From the listing below, reproduce word for word the part that opens with the line containing "First run happens" and closes with the line containing "let _ = self.stop_tx.send(true);"; reproduce nothing else.

** Stored data follows **

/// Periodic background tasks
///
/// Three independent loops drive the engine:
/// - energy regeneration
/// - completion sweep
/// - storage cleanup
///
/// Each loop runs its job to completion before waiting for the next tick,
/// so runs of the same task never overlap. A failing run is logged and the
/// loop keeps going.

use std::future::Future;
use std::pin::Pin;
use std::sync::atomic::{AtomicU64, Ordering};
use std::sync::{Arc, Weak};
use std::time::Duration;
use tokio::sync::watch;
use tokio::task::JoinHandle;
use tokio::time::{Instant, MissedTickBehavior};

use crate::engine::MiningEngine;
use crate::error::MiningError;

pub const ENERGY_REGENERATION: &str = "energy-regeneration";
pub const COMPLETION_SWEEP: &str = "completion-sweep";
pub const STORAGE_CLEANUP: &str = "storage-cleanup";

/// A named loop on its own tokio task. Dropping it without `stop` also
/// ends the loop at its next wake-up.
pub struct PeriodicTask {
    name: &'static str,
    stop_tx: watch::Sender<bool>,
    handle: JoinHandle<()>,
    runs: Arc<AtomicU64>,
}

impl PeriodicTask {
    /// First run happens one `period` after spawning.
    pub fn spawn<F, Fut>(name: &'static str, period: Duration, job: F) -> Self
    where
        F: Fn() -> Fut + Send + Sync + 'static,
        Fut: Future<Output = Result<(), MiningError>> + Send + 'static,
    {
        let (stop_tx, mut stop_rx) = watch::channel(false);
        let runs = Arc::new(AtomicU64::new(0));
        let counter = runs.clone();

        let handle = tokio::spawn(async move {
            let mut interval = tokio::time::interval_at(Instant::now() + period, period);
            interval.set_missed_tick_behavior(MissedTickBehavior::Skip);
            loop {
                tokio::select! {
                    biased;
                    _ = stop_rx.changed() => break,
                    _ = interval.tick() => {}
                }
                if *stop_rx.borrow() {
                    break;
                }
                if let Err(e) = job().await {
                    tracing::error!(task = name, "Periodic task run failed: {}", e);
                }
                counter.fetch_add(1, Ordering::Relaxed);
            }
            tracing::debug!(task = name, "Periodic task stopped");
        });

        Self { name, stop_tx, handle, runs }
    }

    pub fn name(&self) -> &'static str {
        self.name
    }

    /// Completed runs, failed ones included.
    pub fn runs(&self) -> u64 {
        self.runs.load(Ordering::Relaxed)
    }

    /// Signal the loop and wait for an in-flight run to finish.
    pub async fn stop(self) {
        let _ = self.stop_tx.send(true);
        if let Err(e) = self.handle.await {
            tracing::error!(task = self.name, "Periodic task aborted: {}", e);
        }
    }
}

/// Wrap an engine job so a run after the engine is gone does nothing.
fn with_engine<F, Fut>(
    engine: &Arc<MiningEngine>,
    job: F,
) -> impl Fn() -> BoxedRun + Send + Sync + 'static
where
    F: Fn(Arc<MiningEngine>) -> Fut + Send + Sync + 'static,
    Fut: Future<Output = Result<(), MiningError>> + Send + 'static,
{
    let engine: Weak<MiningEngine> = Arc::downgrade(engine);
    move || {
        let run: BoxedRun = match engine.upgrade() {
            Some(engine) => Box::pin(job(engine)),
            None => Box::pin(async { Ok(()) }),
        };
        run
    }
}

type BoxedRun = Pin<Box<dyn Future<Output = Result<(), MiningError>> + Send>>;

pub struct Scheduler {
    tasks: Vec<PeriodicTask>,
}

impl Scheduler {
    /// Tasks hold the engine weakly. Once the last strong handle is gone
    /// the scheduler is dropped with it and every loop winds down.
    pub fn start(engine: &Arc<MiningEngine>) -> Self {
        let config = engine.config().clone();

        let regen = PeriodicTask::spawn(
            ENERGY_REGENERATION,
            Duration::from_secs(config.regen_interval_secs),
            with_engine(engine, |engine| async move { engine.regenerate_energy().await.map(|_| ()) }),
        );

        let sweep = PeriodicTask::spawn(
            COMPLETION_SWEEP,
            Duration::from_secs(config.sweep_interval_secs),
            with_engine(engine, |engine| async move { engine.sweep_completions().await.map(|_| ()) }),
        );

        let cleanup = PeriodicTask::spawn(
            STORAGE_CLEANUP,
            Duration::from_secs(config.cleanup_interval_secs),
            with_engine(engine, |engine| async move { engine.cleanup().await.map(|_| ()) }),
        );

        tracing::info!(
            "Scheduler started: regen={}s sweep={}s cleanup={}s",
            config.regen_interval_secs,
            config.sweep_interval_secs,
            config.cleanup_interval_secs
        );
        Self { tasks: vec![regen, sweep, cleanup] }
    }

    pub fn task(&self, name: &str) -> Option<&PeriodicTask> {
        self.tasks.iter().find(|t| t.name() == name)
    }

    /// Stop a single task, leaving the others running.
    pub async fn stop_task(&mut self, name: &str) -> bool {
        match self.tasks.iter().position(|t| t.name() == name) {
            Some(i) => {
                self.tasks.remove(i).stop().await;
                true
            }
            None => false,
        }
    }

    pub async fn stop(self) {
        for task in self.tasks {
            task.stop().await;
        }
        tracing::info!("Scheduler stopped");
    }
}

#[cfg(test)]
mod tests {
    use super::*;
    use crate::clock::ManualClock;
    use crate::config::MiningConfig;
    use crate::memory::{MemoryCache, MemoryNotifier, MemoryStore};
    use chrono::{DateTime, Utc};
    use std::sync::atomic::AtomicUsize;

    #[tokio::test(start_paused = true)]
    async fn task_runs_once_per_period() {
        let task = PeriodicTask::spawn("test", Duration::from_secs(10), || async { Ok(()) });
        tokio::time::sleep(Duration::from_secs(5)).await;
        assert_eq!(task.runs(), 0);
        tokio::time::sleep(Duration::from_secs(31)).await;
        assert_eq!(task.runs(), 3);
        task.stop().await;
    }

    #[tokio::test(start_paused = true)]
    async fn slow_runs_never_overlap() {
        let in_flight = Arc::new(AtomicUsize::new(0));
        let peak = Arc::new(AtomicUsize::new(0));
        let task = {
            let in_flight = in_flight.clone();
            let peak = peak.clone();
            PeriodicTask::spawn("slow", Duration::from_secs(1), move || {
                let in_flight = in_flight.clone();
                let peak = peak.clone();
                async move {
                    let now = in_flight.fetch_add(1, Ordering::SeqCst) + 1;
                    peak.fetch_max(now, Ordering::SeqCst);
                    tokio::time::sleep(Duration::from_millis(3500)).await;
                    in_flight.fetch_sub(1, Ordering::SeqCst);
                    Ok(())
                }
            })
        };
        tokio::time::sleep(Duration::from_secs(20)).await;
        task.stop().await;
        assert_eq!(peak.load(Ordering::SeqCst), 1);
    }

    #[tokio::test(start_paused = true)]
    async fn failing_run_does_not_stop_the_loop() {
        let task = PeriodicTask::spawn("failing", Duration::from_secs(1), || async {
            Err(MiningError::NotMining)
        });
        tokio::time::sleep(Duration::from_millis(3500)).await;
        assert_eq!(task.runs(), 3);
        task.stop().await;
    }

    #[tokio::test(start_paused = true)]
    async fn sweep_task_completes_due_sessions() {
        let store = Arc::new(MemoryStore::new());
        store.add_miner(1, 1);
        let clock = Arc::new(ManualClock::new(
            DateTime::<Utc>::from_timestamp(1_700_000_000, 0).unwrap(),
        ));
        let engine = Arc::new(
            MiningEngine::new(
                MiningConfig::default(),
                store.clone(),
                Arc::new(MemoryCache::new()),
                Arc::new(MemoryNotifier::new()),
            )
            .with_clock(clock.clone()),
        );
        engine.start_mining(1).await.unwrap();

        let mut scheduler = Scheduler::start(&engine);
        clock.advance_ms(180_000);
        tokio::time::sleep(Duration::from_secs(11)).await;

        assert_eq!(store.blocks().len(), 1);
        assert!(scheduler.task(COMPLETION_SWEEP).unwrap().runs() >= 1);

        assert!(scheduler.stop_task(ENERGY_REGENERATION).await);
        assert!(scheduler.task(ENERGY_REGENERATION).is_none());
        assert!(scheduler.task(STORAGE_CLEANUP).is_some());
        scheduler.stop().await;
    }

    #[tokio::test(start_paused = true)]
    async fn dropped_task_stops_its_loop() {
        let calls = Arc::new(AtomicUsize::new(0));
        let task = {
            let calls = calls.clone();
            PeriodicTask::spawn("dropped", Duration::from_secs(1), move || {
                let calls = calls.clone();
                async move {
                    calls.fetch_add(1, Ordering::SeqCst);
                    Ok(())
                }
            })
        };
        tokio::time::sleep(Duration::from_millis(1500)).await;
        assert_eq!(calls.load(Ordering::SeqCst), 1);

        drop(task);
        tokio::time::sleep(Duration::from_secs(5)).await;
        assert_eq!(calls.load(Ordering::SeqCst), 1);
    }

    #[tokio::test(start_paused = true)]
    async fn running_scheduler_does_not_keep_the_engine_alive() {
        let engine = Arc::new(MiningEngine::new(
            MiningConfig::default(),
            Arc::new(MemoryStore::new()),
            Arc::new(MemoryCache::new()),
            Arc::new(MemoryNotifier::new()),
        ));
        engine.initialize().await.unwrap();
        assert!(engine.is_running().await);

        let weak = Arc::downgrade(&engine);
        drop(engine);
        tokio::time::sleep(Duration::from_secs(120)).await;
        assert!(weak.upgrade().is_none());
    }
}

** End of Stored data **
** Stored data follows **

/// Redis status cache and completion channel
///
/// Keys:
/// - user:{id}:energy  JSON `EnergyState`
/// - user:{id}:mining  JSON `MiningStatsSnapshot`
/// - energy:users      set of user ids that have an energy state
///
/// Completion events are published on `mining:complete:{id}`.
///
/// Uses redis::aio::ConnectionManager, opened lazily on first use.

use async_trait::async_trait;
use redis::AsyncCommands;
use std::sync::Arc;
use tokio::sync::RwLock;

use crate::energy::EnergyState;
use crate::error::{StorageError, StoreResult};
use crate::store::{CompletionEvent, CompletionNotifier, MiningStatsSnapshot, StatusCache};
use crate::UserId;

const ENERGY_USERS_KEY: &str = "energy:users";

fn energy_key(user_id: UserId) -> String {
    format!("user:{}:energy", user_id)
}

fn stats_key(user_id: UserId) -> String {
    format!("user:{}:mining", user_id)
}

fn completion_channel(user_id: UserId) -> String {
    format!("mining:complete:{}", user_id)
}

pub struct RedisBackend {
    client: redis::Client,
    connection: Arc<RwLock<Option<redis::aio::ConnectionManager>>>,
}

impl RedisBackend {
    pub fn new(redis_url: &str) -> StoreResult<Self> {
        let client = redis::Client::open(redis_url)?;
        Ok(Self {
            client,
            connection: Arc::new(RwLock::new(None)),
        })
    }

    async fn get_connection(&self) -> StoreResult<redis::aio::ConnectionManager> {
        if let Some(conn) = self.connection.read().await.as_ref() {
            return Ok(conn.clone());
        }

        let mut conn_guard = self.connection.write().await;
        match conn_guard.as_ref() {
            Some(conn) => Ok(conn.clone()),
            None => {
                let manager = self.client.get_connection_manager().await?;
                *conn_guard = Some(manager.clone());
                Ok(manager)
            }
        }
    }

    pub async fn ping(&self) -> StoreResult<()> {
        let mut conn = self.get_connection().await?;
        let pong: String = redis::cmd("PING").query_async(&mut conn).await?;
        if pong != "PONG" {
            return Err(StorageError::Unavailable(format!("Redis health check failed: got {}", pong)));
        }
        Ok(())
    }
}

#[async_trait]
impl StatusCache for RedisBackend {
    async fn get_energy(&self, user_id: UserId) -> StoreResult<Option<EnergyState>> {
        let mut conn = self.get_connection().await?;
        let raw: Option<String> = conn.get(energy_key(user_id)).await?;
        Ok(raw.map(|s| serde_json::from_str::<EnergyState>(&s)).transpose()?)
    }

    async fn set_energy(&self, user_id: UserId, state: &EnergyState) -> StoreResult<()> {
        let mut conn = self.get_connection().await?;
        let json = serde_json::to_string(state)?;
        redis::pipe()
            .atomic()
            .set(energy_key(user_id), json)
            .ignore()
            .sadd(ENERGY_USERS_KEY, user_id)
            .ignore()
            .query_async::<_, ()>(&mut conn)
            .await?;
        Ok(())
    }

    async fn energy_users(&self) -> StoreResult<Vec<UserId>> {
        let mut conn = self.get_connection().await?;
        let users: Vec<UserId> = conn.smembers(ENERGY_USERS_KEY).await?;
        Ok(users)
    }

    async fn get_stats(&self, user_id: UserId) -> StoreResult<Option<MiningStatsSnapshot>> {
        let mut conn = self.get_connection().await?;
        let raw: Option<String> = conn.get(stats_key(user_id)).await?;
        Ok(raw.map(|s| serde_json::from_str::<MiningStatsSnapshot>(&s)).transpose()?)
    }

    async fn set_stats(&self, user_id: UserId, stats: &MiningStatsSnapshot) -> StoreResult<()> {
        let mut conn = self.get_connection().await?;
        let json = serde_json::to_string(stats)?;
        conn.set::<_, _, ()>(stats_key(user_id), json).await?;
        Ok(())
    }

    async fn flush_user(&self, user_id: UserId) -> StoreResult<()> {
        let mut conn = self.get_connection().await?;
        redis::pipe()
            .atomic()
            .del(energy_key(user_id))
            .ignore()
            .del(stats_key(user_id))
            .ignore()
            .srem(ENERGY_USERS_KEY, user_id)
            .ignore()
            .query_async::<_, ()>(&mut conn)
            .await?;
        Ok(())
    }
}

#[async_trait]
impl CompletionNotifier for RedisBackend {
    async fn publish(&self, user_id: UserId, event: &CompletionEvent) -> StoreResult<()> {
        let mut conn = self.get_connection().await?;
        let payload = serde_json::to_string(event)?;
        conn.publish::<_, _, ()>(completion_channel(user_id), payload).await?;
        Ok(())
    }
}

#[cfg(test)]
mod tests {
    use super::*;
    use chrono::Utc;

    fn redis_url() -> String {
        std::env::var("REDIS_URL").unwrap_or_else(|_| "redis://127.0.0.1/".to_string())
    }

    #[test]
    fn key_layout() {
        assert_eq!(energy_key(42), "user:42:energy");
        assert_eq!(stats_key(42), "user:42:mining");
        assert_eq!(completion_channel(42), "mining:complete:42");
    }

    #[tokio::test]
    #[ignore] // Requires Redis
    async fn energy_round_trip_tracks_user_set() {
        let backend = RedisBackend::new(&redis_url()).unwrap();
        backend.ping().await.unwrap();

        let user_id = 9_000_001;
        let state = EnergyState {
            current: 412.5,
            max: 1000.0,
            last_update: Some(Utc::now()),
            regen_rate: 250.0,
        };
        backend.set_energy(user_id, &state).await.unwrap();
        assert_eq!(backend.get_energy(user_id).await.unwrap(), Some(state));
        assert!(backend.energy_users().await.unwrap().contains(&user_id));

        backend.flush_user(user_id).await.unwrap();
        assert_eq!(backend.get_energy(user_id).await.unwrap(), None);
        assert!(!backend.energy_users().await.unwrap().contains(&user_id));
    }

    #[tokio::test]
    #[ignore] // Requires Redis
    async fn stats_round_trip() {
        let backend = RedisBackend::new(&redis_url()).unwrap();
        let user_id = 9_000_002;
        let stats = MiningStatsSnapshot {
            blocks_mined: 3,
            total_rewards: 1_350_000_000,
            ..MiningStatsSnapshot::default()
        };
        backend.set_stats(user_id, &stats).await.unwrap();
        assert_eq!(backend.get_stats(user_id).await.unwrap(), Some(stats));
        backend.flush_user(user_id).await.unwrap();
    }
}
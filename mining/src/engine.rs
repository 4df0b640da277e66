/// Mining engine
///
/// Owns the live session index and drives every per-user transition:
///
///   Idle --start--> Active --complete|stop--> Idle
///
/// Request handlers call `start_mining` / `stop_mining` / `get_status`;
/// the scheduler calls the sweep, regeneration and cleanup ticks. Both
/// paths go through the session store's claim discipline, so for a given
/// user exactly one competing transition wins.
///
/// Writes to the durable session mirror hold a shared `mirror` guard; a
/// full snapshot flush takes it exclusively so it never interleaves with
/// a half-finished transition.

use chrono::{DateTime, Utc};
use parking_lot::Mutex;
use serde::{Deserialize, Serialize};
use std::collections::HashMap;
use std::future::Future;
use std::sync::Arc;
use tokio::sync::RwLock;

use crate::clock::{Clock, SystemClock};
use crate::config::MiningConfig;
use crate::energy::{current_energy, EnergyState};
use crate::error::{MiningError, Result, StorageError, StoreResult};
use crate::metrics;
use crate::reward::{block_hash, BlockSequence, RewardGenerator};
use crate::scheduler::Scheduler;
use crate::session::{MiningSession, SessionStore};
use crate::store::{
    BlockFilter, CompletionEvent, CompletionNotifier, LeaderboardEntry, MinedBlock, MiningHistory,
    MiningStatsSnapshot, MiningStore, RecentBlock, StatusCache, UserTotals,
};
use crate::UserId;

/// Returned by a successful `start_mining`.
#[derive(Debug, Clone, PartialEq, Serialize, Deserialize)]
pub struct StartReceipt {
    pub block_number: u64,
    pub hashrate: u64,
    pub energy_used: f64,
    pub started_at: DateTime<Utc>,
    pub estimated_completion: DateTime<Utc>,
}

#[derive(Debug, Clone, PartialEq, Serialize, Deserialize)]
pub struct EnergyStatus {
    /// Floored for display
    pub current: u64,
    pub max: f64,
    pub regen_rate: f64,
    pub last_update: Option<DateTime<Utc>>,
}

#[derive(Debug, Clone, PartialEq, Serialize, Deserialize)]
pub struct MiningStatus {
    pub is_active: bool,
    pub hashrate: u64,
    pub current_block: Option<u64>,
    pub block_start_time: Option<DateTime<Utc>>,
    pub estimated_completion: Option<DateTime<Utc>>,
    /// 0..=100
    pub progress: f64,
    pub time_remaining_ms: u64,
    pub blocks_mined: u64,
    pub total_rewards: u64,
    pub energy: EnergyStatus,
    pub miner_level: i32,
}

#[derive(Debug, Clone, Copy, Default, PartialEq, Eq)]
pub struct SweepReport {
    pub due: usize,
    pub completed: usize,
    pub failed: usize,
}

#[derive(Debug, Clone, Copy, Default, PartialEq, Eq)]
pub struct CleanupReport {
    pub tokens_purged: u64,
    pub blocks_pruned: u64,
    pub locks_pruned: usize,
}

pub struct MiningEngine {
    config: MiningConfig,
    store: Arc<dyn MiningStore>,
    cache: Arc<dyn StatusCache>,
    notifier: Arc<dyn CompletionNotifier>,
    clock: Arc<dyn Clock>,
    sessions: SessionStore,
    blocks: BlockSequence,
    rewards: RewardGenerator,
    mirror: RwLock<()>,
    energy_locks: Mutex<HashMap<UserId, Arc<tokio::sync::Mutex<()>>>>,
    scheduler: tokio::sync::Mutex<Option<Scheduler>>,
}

** End of Stored data **

Result
    /// First run happens one `period` after spawning.
    pub fn spawn<F, Fut>(name: &'static str, period: Duration, job: F) -> Self
    where
        F: Fn() -> Fut + Send + Sync + 'static,
        Fut: Future<Output = Result<(), MiningError>> + Send + 'static,
    {
        let (stop_tx, mut stop_rx) = watch::channel(false);
        let runs = Arc::new(AtomicU64::new(0));
        let counter = runs.clone();

        let handle = tokio::spawn(async move {
            let mut interval = tokio::time::interval_at(Instant::now() + period, period);
            interval.set_missed_tick_behavior(MissedTickBehavior::Skip);
            loop {
                tokio::select! {
                    biased;
                    _ = stop_rx.changed() => break,
                    _ = interval.tick() => {}
                }
                if *stop_rx.borrow() {
                    break;
                }
                if let Err(e) = job().await {
                    tracing::error!(task = name, "Periodic task run failed: {}", e);
                }
                counter.fetch_add(1, Ordering::Relaxed);
            }
            tracing::debug!(task = name, "Periodic task stopped");
        });

        Self { name, stop_tx, handle, runs }
    }

    pub fn name(&self) -> &'static str {
        self.name
    }

    /// Completed runs, failed ones included.
    pub fn runs(&self) -> u64 {
        self.runs.load(Ordering::Relaxed)
    }

    /// Signal the loop and wait for an in-flight run to finish.
    pub async fn stop(self) {
        let _ = self.stop_tx.send(true);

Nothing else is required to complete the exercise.